(Saved entries)
────────────────────

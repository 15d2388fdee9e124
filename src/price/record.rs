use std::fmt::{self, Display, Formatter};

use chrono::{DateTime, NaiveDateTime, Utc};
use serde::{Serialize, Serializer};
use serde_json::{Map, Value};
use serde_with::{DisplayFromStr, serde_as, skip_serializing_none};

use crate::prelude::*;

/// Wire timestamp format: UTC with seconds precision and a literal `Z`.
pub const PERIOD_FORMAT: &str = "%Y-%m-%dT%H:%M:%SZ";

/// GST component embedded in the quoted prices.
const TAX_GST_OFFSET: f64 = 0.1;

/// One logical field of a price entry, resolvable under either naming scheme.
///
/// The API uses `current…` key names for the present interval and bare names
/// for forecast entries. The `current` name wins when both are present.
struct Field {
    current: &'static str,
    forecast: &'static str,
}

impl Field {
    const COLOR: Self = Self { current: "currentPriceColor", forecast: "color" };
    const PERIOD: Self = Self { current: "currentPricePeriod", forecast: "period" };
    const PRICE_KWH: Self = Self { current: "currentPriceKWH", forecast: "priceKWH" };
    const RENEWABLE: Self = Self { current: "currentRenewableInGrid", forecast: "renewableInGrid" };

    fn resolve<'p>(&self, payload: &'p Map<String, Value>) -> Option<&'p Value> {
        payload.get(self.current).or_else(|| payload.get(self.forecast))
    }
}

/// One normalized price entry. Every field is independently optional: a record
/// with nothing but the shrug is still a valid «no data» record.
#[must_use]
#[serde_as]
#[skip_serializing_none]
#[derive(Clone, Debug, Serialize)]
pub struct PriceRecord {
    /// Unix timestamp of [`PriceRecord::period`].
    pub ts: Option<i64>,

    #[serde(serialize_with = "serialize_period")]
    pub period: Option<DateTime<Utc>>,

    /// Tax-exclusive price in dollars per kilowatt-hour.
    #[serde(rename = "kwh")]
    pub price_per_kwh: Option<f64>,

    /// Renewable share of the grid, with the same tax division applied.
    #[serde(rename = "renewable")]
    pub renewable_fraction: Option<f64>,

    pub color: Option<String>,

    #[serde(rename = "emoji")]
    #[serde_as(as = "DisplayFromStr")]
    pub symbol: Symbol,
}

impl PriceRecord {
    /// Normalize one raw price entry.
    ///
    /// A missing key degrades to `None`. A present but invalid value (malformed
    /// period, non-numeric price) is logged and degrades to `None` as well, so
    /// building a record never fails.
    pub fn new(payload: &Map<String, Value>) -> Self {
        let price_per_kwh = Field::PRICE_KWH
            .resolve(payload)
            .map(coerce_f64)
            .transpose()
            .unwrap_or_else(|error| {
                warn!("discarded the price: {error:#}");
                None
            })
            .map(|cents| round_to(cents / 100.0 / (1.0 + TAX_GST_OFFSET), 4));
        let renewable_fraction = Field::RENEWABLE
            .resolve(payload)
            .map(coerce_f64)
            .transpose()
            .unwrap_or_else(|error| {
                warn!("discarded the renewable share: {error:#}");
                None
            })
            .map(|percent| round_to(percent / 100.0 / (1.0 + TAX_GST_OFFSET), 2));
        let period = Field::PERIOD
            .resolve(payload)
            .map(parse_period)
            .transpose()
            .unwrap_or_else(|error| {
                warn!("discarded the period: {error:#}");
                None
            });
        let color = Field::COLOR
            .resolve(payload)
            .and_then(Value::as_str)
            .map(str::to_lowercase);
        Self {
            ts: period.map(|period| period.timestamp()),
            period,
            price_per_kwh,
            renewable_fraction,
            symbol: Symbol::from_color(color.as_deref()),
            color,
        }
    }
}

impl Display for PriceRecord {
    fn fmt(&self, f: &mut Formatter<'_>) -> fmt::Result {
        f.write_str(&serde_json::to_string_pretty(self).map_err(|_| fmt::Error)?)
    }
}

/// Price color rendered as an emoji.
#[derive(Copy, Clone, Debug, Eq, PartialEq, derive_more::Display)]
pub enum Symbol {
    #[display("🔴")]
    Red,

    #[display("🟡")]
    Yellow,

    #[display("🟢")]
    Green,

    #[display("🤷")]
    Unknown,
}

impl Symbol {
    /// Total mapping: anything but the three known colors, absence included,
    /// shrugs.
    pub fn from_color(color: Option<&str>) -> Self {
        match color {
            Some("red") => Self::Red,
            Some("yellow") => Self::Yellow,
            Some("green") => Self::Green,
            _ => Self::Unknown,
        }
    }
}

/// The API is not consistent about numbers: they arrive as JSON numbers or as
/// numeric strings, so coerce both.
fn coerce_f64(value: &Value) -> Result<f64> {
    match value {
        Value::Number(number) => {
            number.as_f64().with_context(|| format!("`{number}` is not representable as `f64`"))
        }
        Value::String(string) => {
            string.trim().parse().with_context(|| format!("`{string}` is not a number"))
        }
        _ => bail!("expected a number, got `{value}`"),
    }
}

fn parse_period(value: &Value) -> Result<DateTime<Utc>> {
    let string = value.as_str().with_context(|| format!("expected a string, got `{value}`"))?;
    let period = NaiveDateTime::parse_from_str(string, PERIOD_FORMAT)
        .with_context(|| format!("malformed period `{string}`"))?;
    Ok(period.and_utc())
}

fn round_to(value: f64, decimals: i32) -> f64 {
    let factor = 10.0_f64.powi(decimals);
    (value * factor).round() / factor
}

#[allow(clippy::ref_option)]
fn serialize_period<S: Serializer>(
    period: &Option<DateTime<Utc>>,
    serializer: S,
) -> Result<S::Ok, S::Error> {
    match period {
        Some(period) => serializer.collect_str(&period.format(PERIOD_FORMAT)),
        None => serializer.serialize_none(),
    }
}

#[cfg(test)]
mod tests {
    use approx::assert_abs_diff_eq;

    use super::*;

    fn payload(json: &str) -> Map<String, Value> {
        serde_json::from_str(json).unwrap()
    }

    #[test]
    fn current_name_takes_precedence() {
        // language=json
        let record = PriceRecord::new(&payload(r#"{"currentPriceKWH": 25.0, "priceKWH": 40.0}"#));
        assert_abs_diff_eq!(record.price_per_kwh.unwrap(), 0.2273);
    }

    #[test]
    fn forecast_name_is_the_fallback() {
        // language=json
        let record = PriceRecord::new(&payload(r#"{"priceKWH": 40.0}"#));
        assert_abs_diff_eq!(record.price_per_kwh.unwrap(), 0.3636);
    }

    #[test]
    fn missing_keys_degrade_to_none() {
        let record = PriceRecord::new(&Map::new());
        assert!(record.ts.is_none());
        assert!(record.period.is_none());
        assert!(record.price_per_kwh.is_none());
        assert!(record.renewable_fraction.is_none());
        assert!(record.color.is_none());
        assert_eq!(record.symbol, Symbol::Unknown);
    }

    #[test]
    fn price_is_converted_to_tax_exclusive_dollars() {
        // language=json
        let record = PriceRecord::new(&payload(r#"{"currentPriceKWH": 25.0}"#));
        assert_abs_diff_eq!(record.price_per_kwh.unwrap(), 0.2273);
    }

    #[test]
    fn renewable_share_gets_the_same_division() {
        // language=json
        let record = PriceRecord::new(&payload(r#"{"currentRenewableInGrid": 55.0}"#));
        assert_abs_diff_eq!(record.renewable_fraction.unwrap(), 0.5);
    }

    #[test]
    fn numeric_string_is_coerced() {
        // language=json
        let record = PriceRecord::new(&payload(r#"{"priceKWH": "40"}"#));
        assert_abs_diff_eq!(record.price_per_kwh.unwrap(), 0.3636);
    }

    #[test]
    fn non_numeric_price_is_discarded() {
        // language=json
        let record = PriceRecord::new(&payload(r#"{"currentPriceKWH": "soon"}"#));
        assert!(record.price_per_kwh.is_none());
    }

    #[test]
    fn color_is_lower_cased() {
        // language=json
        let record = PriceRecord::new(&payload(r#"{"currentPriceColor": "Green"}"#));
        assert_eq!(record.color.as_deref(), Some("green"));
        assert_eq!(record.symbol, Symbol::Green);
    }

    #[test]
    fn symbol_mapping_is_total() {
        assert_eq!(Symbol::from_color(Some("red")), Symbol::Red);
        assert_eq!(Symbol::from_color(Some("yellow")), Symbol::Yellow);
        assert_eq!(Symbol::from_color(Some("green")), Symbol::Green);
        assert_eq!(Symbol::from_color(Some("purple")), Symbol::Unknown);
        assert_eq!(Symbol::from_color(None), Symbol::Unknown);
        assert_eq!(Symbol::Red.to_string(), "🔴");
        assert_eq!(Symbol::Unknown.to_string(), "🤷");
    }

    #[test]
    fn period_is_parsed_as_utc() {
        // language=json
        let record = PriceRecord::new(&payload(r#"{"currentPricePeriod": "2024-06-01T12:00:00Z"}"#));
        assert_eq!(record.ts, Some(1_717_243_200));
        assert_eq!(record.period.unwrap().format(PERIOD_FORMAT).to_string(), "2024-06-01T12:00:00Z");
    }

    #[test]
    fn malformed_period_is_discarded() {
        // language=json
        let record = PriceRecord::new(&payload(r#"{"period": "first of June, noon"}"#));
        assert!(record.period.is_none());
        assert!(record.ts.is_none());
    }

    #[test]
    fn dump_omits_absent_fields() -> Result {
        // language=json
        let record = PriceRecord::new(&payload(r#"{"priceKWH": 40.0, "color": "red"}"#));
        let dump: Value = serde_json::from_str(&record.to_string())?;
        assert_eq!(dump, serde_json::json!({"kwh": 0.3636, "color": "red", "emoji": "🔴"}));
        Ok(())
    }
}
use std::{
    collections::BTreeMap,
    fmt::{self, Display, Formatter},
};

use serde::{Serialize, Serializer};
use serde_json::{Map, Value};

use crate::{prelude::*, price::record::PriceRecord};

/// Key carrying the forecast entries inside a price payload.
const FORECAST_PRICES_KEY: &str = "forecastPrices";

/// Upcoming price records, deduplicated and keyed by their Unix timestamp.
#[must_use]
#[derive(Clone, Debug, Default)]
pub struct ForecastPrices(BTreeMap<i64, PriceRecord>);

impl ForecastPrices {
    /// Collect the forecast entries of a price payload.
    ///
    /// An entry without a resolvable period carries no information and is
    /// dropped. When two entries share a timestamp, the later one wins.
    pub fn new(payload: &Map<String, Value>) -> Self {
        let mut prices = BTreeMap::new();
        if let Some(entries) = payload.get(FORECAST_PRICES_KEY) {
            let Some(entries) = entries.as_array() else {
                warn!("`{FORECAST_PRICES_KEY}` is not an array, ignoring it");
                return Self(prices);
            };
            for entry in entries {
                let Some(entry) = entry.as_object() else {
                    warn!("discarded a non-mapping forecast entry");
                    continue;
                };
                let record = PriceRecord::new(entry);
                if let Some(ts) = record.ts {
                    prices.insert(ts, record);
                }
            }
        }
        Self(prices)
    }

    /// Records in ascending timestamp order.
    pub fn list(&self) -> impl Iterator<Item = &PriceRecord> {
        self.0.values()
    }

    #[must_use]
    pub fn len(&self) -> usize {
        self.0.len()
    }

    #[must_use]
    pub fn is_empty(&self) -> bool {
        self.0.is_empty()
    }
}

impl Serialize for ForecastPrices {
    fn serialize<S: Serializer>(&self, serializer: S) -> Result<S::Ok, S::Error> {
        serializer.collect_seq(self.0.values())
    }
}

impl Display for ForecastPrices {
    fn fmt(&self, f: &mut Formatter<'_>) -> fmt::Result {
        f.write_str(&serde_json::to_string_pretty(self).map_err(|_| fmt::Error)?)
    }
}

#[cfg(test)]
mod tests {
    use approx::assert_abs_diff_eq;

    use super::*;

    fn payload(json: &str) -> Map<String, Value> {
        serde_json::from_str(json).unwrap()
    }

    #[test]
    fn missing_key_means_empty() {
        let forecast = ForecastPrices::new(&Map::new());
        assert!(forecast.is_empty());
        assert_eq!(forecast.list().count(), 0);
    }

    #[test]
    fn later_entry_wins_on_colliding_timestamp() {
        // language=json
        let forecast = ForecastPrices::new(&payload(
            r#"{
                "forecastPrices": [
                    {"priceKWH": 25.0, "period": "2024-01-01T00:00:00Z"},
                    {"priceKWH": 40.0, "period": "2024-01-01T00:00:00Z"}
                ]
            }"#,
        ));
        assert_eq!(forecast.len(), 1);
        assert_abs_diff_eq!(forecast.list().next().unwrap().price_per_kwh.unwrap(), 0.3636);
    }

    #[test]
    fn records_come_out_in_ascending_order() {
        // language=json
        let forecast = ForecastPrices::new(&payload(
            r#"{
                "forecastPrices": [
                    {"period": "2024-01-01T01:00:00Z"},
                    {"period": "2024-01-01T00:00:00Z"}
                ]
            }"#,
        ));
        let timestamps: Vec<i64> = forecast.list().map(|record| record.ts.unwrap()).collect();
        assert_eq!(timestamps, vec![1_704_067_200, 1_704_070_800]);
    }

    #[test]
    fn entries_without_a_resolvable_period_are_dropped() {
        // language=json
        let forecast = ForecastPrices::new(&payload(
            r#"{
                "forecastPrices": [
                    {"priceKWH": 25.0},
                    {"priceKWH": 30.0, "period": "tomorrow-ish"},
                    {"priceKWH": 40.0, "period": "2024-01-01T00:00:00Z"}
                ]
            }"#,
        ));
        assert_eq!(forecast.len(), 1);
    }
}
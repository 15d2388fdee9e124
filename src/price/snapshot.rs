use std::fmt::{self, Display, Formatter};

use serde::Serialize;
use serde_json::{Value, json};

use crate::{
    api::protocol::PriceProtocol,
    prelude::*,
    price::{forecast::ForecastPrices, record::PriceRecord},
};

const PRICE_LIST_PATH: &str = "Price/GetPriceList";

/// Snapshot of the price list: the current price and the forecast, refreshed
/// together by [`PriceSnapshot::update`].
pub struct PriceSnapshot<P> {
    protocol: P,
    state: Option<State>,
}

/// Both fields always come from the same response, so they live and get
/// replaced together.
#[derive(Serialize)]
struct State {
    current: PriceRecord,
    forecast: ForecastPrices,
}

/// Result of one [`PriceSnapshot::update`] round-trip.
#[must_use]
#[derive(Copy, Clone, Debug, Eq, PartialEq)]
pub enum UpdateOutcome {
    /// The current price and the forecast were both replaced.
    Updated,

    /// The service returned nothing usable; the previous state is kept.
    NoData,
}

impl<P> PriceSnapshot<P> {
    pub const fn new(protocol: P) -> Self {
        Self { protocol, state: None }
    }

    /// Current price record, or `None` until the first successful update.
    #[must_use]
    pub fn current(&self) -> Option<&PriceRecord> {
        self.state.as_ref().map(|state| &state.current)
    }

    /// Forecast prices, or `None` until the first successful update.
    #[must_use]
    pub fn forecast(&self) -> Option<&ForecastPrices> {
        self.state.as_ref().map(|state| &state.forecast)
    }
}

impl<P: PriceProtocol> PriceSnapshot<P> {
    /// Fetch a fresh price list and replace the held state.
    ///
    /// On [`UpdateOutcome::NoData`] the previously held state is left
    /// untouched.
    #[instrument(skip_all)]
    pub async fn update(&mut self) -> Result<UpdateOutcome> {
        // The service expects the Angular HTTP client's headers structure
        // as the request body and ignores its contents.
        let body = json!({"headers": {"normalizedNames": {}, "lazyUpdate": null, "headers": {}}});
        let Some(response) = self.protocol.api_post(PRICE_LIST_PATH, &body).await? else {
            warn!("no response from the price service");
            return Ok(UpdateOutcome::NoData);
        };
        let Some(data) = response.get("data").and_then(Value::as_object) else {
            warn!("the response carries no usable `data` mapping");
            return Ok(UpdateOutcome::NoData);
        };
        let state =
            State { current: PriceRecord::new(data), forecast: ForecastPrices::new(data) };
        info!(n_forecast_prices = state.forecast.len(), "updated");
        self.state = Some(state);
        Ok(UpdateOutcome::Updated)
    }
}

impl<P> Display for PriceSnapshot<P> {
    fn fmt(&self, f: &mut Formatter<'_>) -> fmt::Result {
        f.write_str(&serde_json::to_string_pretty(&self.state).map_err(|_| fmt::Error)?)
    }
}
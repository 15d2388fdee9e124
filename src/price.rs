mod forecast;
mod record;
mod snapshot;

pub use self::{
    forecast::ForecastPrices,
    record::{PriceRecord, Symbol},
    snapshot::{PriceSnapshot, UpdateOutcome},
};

────────────────────

● **WORK INSTRUCTIONS**
Go through the lines above and copy any that contain "PriceSnapshot".

● **SOLUTION**
/// together by [`PriceSnapshot::update`].
pub struct PriceSnapshot<P> {
/// Result of one [`PriceSnapshot::update`] round-trip.
impl<P> PriceSnapshot<P> {
impl<P: PriceProtocol> PriceSnapshot<P> {
impl<P> Display for PriceSnapshot<P> {
    snapshot::{PriceSnapshot, UpdateOutcome},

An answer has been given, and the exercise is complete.